NFCN Report – Week 16

Three of the four NFCN teams won in week 16. The Vikings annihilated the Giants and now have momentum for their division title game on the road next week. The Lions won their fifth game in the last seven weeks. The Bears won in Tampa Bay and are now tied for the third-best road record in the NFC and the fifth best in the NFL.

The only downer was the Green Bay Packers. Well represented with thousands of cheeseheads at the University of Phoenix Stadium, the Packers stunk up the joint and sent their fans back home with doubts about their playoff future.
NFCNThe Packers are bad.

It might seem stupid to say that about a team with a 10-5 record and a chance to win the NFCN crown, but they are; they are bad.

After the 38-8 shellacking Green Bay suffered in Arizona to the Cardinals it’s clear that among the league’s best teams they can not compete. They are bad.

There are many reasons why, but the injury epidemic to the Packers’ offensive line is the primary reason Green Bay’s season is on the brink of being over after their first playoff game.

The offensive line allowed nine sacks Sunday to a team that is among the league’s least proficient at sacking the quarterback. That’s because by the fourth quarter Green Bay had only just one starter on the line, center Corey Linsley.

Aaron Rodgers was lifted in the 4th quarter because he was dropped eight times. The sack parade was just part of the harassment Rodgers experienced, as he was hurried 12 times.

Don Barclay started at left tackle for the injured David Bakhtiari and his deadly attempts to protect Rodgers almost got the QB killed. Making matters worse were injuries to right tackle Bryan Bulaga and guard T.J. Lang. It’s not an injury bug the line is experiencing but an injury virus that’s eating away at any chance of the Packers getting past their first game of the playoffs.

If the Packers linemen do find an elixir to get back to good health, the offense still has other issues: the receivers inability to get open, Eddie Lacy’s hot and cold rushing results, the growing tendency to turn the ball over (three fumbles lost to the Cardinals and Rodgers threw his fourth interception in five games), and Davante Adams shocking second-year regression.

Things on defense aren’t much better. In the four games the Packers played against teams with a winning record, since their loss to the Broncos, they’ve allowed an average of 29 points a game. And, one of those games was the 13 point success they had versus the Vikings in Minnesota. Subtract that game and they are allowing 35 points a game.

It’s no secret that the Packers are not very good on the road against good teams. Their match next week with the Vikings, at Lambeau, is critical to their playoff hopes because we know now a first-round playoff bye is impossible. A win against the Vikings and they’ll begin their Super Bowl quest at home. But, now, it looks like all it will do is delay the inevitable – an early playoff exit.

Vikings giants

If Green Bay was the skinny kid always losing his lunch money to bullies, the Vikings, on Sunday night, were the bullies who were swiping the faculty’s lunch money.

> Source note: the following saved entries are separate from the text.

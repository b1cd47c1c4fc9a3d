//! Application-level errors

use domain::DomainError;
use thiserror::Error;

/// Errors that can occur in the application layer
#[derive(Debug, Error)]
pub enum ApplicationError {
    /// Domain-level error
    #[error(transparent)]
    Domain(#[from] DomainError),

    /// External service error
    #[error("External service error: {0}")]
    ExternalService(String),

    /// Requested resource does not exist
    #[error("Not found: {0}")]
    NotFound(String),

    /// Rate limit exceeded
    #[error("Rate limit exceeded")]
    RateLimited,

    /// Configuration error
    #[error("Configuration error: {0}")]
    Configuration(String),

    /// Internal error
    #[error("Internal error: {0}")]
    Internal(String),
}

impl ApplicationError {
    /// Check if this error is retryable
    #[must_use]
    pub const fn is_retryable(&self) -> bool {
        matches!(self, Self::RateLimited | Self::ExternalService(_))
    }
}

#[cfg(test)]
mod tests {
    use super::*;

    #[test]
    fn external_service_errors_are_retryable() {
        assert!(ApplicationError::ExternalService("timeout".into()).is_retryable());
        assert!(ApplicationError::RateLimited.is_retryable());
    }

    #[test]
    fn not_found_is_not_retryable() {
        assert!(!ApplicationError::NotFound("Atlantis".into()).is_retryable());
    }

    #[test]
    fn domain_error_converts_transparently() {
        let err: ApplicationError =
            DomainError::UnknownCity(domain::CityId::new(99)).into();
        assert_eq!(err.to_string(), "Unknown city id: 99");
    }
}
use std::fs;
use std::process::Command;
use std::str;
use tempfile::TempDir;

/// CLI interface tests
#[cfg(test)]
mod cli_tests {
    use super::*;

    fn flipper_remote() -> Command {
        Command::new(env!("CARGO_BIN_EXE_flipper-remote"))
    }

    /// Config whose endpoint search can never match anything
    fn isolated_config(temp: &TempDir) -> String {
        let path = temp.path().join("config.toml");
        fs::write(
            &path,
            format!(
                "[device]\nby_id_dir = \"{0}/by-id\"\nacm_pattern = \"{0}/ttyACM*\"\n",
                temp.path().display()
            ),
        )
        .unwrap();
        path.display().to_string()
    }

    #[test]
    fn test_cli_help() {
        let output = flipper_remote()
            .arg("--help")
            .output()
            .expect("Failed to execute command");

        let stdout = str::from_utf8(&output.stdout).expect("Invalid UTF-8");

        assert!(output.status.success());
        assert!(stdout.contains("Usage:"));
        assert!(stdout.contains("Commands:"));
        for command in ["detect", "free", "send", "list", "run", "config"] {
            assert!(stdout.contains(command), "help lacks '{}'", command);
        }
    }

    #[test]
    fn test_cli_run_help() {
        let output = flipper_remote()
            .args(["run", "--help"])
            .output()
            .expect("Failed to execute command");

        let stdout = str::from_utf8(&output.stdout).expect("Invalid UTF-8");
        assert!(stdout.contains("--repeat"));
        assert!(stdout.contains("--device"));
    }

    #[test]
    fn test_cli_version() {
        let output = flipper_remote()
            .args(["-q", "version"])
            .output()
            .expect("Failed to execute command");

        let stdout = str::from_utf8(&output.stdout).expect("Invalid UTF-8");
        assert!(output.status.success());
        assert!(stdout.contains(env!("CARGO_PKG_VERSION")));
    }

    #[test]
    fn test_cli_invalid_command() {
        let output = flipper_remote()
            .arg("invalid-command")
            .output()
            .expect("Failed to execute command");

        assert!(!output.status.success());
    }

    #[test]
    fn test_cli_rejects_out_of_range_repeat() {
        for args in [
            ["run", "Win_stop", "--repeat", "0"],
            ["run", "Win_stop", "--repeat", "101"],
            ["run", "Win_stop", "--device", "4"],
        ] {
            let output = flipper_remote()
                .args(args)
                .output()
                .expect("Failed to execute command");

            assert!(!output.status.success(), "{:?} should be rejected", args);
            let stderr = str::from_utf8(&output.stderr).expect("Invalid UTF-8");
            assert!(stderr.contains("invalid value"));
        }
    }

    #[test]
    fn test_cli_detect_explicit_port() {
        let temp = TempDir::new().unwrap();
        let config = isolated_config(&temp);

        let output = flipper_remote()
            .args(["-q", "--config", &config, "--port", "/dev/ttyACM9", "detect"])
            .output()
            .expect("Failed to execute command");

        let stdout = str::from_utf8(&output.stdout).expect("Invalid UTF-8");
        assert!(output.status.success());
        assert_eq!(stdout.trim(), "/dev/ttyACM9");
    }

    #[test]
    fn test_cli_detect_json() {
        let temp = TempDir::new().unwrap();
        let config = isolated_config(&temp);

        let output = flipper_remote()
            .args(["-q", "-o", "json", "--config", &config, "-p", "/dev/ttyACM9", "detect"])
            .output()
            .expect("Failed to execute command");

        let value: serde_json::Value =
            serde_json::from_slice(&output.stdout).expect("detect output is JSON");
        assert_eq!(value["path"], "/dev/ttyACM9");
        assert_eq!(value["source"], "Explicit");
    }

    #[test]
    fn test_cli_detect_without_device_fails() {
        let temp = TempDir::new().unwrap();
        let config = isolated_config(&temp);

        let output = flipper_remote()
            .args(["-q", "--config", &config, "detect"])
            .output()
            .expect("Failed to execute command");

        assert!(!output.status.success());
        let stderr = str::from_utf8(&output.stderr).expect("Invalid UTF-8");
        assert!(stderr.contains("not found"));
    }

    #[test]
    fn test_cli_json_error_report() {
        let temp = TempDir::new().unwrap();
        let config = isolated_config(&temp);

        let output = flipper_remote()
            .args(["-q", "-o", "json", "--config", &config, "detect"])
            .output()
            .expect("Failed to execute command");

        assert!(!output.status.success());
        let value: serde_json::Value =
            serde_json::from_slice(&output.stderr).expect("error report is JSON");
        assert_eq!(value["level"], "error");
        assert!(value["error"].as_str().unwrap().contains("not found"));
    }

    #[test]
    fn test_cli_config_show() {
        let temp = TempDir::new().unwrap();
        let config = isolated_config(&temp);

        let output = flipper_remote()
            .args(["-q", "--config", &config, "config", "show"])
            .output()
            .expect("Failed to execute command");

        let stdout = str::from_utf8(&output.stdout).expect("Invalid UTF-8");
        assert!(output.status.success());
        assert!(stdout.contains("baud_rate = 230400"));
        assert!(stdout.contains("/ext/subghz"));
    }
}
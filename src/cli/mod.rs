// CLI module - flipper-remote command line surface
pub mod args;
pub mod commands;
pub mod output;

pub use args::{Args, Command, OutputFormat, MAX_DEVICE, MAX_REPEAT};
pub use commands::execute_command;
pub use output::{ConsoleWriter, OutputWriter};
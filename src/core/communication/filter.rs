use crate::core::communication::message::Response;
use crate::domain::config::ProtocolConfig;

/// Drops banner, help hint, firmware banner and prompt lines from console output.
///
/// Matching is a literal prefix test against the trimmed line, so a prompt
/// echoing the command (`>: storage list ...`) is dropped as well.
#[derive(Debug, Clone, PartialEq, Eq)]
pub struct NoiseFilter {
    prefixes: Vec<String>,
}

impl NoiseFilter {
    pub fn new<I, S>(prefixes: I) -> Self
    where
        I: IntoIterator<Item = S>,
        S: Into<String>,
    {
        Self {
            prefixes: prefixes.into_iter().map(Into::into).collect(),
        }
    }

    pub fn from_config(config: &ProtocolConfig) -> Self {
        Self::new(config.noise_prefixes.iter().cloned())
    }

    pub fn is_noise(&self, line: &str) -> bool {
        self.prefixes.iter().any(|prefix| line.starts_with(prefix.as_str()))
    }

    /// Split decoded console text into the meaningful lines
    pub fn apply(&self, text: &str) -> Response {
        let lines = text
            .lines()
            .map(str::trim)
            .filter(|line| !line.is_empty() && !self.is_noise(line))
            .map(str::to_string)
            .collect();
        Response::new(lines)
    }

    /// Lossy decode followed by [`NoiseFilter::apply`]
    pub fn apply_bytes(&self, data: &[u8]) -> Response {
        self.apply(&String::from_utf8_lossy(data))
    }
}

impl Default for NoiseFilter {
    fn default() -> Self {
        Self::from_config(&ProtocolConfig::default())
    }
}
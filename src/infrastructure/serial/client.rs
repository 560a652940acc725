use crate::domain::config::DeviceConfig;
use crate::infrastructure::serial::port::Endpoint;
use serialport::{ClearBuffer, SerialPort};
use std::io::{self, Read, Write};
use std::time::Duration;
use tracing::{debug, info};

/// Byte-level operations a device session needs from an open serial handle.
///
/// The handle is released when the value is dropped.
pub trait SerialLink: Send {
    /// Discard bytes already received but not yet read
    fn clear_input(&mut self) -> io::Result<()>;

    fn write_all(&mut self, data: &[u8]) -> io::Result<()>;

    fn flush(&mut self) -> io::Result<()>;

    /// Number of bytes that can be read without blocking
    fn bytes_available(&mut self) -> io::Result<usize>;

    fn read(&mut self, buf: &mut [u8]) -> io::Result<usize>;
}

/// Parameters for opening a link
#[derive(Debug, Clone, PartialEq, Eq)]
pub struct LinkSettings {
    pub baud_rate: u32,
    /// Applies to both reads and writes
    pub timeout: Duration,
}

impl From<&DeviceConfig> for LinkSettings {
    fn from(config: &DeviceConfig) -> Self {
        Self {
            baud_rate: config.baud_rate,
            timeout: config.timeout(),
        }
    }
}

/// Opens exclusive links to an endpoint
pub trait PortOpener {
    type Link: SerialLink;

    fn open(&self, endpoint: &Endpoint, settings: &LinkSettings) -> serialport::Result<Self::Link>;
}

/// [`SerialLink`] over a `serialport` handle
pub struct SerialPortLink {
    port: Box<dyn SerialPort>,
}

impl SerialPortLink {
    pub fn new(port: Box<dyn SerialPort>) -> Self {
        Self { port }
    }
}

impl SerialLink for SerialPortLink {
    fn clear_input(&mut self) -> io::Result<()> {
        self.port.clear(ClearBuffer::Input).map_err(io::Error::from)
    }

    fn write_all(&mut self, data: &[u8]) -> io::Result<()> {
        self.port.write_all(data)
    }

    fn flush(&mut self) -> io::Result<()> {
        self.port.flush()
    }

    fn bytes_available(&mut self) -> io::Result<usize> {
        self.port
            .bytes_to_read()
            .map(|n| n as usize)
            .map_err(io::Error::from)
    }

    fn read(&mut self, buf: &mut [u8]) -> io::Result<usize> {
        match self.port.read(buf) {
            Err(ref e) if e.kind() == io::ErrorKind::TimedOut => Ok(0),
            other => other,
        }
    }
}

/// Opens real serial ports, exclusively where the platform supports it
#[derive(Debug, Clone, Copy, Default)]
pub struct NativeOpener;

impl PortOpener for NativeOpener {
    type Link = SerialPortLink;

    fn open(&self, endpoint: &Endpoint, settings: &LinkSettings) -> serialport::Result<SerialPortLink> {
        let path = endpoint.path_str();
        debug!(
            "Opening {} at {} baud (timeout {:?})",
            path, settings.baud_rate, settings.timeout
        );

        let builder = serialport::new(path.as_ref(), settings.baud_rate)
            .data_bits(serialport::DataBits::Eight)
            .stop_bits(serialport::StopBits::One)
            .parity(serialport::Parity::None)
            .flow_control(serialport::FlowControl::None)
            .timeout(settings.timeout);

        #[cfg(unix)]
        let port: Box<dyn SerialPort> = {
            let mut port = builder.open_native()?;
            port.set_exclusive(true)?;
            Box::new(port)
        };

        #[cfg(not(unix))]
        let port = builder.open()?;

        info!("Serial port {} opened", path);
        Ok(SerialPortLink::new(port))
    }
}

Minnesota completely schooled the New York Giants, 49-17 with a strong rushing attack, fearsome defense and mistake-free football. They now head to “Title Town” with momentum for a second straight Sunday Night Football game with the division title on the line.

The Vikings rushed 40 times for 218 yards and three touchdowns. Adrian Peterson notched his seventh 100+ yard game (he leads the league in that category – two more than Darren McFadden and Todd Gurley). Jerick McKinnon added 89 yards and two touchdowns.

The defense, with Harrison Smith, Linval Joseph and Anthony Barr back in the lineup, harassed Eli Manning with four sacks, eight hits and three interceptions. Smith had a pick-six.

Bridgewater didn’t post the numbers he had the last two games, but he didn’t need to. He was mistake-free and leadership-rich. He’s also not being knocked around like he’s been for the majority of the season. The offensive line, particularly the middle, is playing better than they have all season.

It’s interesting to see the arc of this season for the Vikings. After a mid-season six game winning streak, the Vikings played the Packers in a humbling home game loss. The defeat slumped the shoulders of a team many thought were ready to stand tall and challenge for the division title. The Vikings went on to lose two of three. The last of those losses was to the Cardinals, in Arizona. The team did a poor job of closing out that game, but just like the close loss in Denver, it served as a shot of adrenaline. The team knew they could go on the road and play with the league’s best.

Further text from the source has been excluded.